◆ **Exercise details**
From the records below, take each line where the string "SignalPage" shows up and copy it.

◆ **Recorded data**

Content starts

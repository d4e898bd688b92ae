use async_trait::async_trait;
use chrono::{DateTime, Utc};
use sqlx::sqlite::SqliteRow;
use sqlx::{QueryBuilder, Row, Sqlite};

use common::{Result, SignalKind, SignalPage, SignalQuery, SignalStore, TradeSignal};

use crate::{from_db_time, to_db_time, SqliteStore};

const SIGNAL_COLUMNS: &str = "id, symbol, exchange, strategy, signal, price, buy_price, take_profit, \
     stop_loss, profit_loss_ratio, signal_time, expiration, remark";

#[async_trait]
impl SignalStore for SqliteStore {
    async fn save_all(&self, signals: &[TradeSignal]) -> Result<()> {
        if signals.is_empty() {
            return Ok(());
        }
        let mut tx = self.pool.begin().await?;
        for s in signals {
            sqlx::query(
                r#"
                INSERT INTO trade_signals
                    (id, symbol, exchange, strategy, signal, price, buy_price, take_profit,
                     stop_loss, profit_loss_ratio, signal_time, expiration, remark)
                VALUES (?1, ?2, ?3, ?4, ?5, ?6, ?7, ?8, ?9, ?10, ?11, ?12, ?13)
                "#,
            )
            .bind(&s.id)
            .bind(&s.symbol)
            .bind(s.exchange)
            .bind(&s.strategy)
            .bind(s.signal)
            .bind(s.price)
            .bind(s.buy_price)
            .bind(s.take_profit)
            .bind(s.stop_loss)
            .bind(s.profit_loss_ratio)
            .bind(to_db_time(s.signal_time))
            .bind(&s.expiration)
            .bind(&s.remark)
            .execute(&mut *tx)
            .await?;
        }
        tx.commit().await?;
        Ok(())
    }

    async fn delete_older_than(&self, cutoff: DateTime<Utc>) -> Result<u64> {
        let result = sqlx::query("DELETE FROM trade_signals WHERE signal_time < ?1")
            .bind(to_db_time(cutoff))
            .execute(&self.pool)
            .await?;
        Ok(result.rows_affected())
    }

    async fn query(&self, query: &SignalQuery) -> Result<SignalPage> {
        let size = query.page_size();

        let mut count = QueryBuilder::<Sqlite>::new("SELECT COUNT(*) FROM trade_signals");
        push_filters(&mut count, query);
        let total: i64 = count.build_query_scalar().fetch_one(&self.pool).await?;

        let mut select = QueryBuilder::<Sqlite>::new(format!("SELECT {SIGNAL_COLUMNS} FROM trade_signals"));
        push_filters(&mut select, query);
        select
            .push(" ORDER BY signal_time DESC, id LIMIT ")
            .push_bind(i64::from(size))
            .push(" OFFSET ")
            .push_bind(i64::from(query.page) * i64::from(size));
        let rows = select.build().fetch_all(&self.pool).await?;

        Ok(SignalPage {
            items: rows.iter().map(signal_from_row).collect::<Result<_>>()?,
            total: u64::try_from(total).unwrap_or(0),
            page: query.page,
            size,
        })
    }

    async fn count_by_kind(&self) -> Result<Vec<(SignalKind, u64)>> {
        let rows = sqlx::query("SELECT signal, COUNT(*) AS n FROM trade_signals GROUP BY signal ORDER BY signal")
            .fetch_all(&self.pool)
            .await?;
        rows.iter()
            .map(|row| {
                let kind: SignalKind = row.try_get("signal")?;
                let n: i64 = row.try_get("n")?;
                Ok((kind, u64::try_from(n).unwrap_or(0)))
            })
            .collect()
    }
}

fn push_filters(qb: &mut QueryBuilder<'_, Sqlite>, query: &SignalQuery) {
    let mut any = false;

    if let Some(search) = query.search.as_deref().map(str::trim).filter(|s| !s.is_empty()) {
        let pattern = format!("%{search}%");
        push_clause(qb, &mut any);
        qb.push("(symbol LIKE ")
            .push_bind(pattern.clone())
            .push(" OR strategy LIKE ")
            .push_bind(pattern)
            .push(")");
    }
    if let Some(exchange) = query.exchange {
        push_clause(qb, &mut any);
        qb.push("exchange = ").push_bind(exchange);
    }
    if let Some(signal) = query.signal {
        push_clause(qb, &mut any);
        qb.push("signal = ").push_bind(signal);
    }
    if let Some(strategy) = &query.strategy {
        push_clause(qb, &mut any);
        qb.push("strategy = ").push_bind(strategy.clone());
    }
    if let Some(from) = query.from {
        push_clause(qb, &mut any);
        qb.push("signal_time >= ").push_bind(to_db_time(from));
    }
    if let Some(to) = query.to {
        push_clause(qb, &mut any);
        qb.push("signal_time <= ").push_bind(to_db_time(to));
    }
}

fn push_clause(qb: &mut QueryBuilder<'_, Sqlite>, any: &mut bool) {
    qb.push(if *any { " AND " } else { " WHERE " });
    *any = true;
}

fn signal_from_row(row: &SqliteRow) -> Result<TradeSignal> {
    let signal_time: String = row.try_get("signal_time")?;
    Ok(TradeSignal {
        id: row.try_get("id")?,
        symbol: row.try_get("symbol")?,
        exchange: row.try_get("exchange")?,
        strategy: row.try_get("strategy")?,
        signal: row.try_get("signal")?,
        price: row.try_get("price")?,
        buy_price: row.try_get("buy_price")?,
        take_profit: row.try_get("take_profit")?,
        stop_loss: row.try_get("stop_loss")?,
        profit_loss_ratio: row.try_get("profit_loss_ratio")?,
        signal_time: from_db_time(&signal_time)?,
        expiration: row.try_get("expiration")?,
        remark: row.try_get("remark")?,
    })
}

Content ends

◆ **Result for this exercise**
use common::{Result, SignalKind, SignalPage, SignalQuery, SignalStore, TradeSignal};
    async fn query(&self, query: &SignalQuery) -> Result<SignalPage> {
        Ok(SignalPage {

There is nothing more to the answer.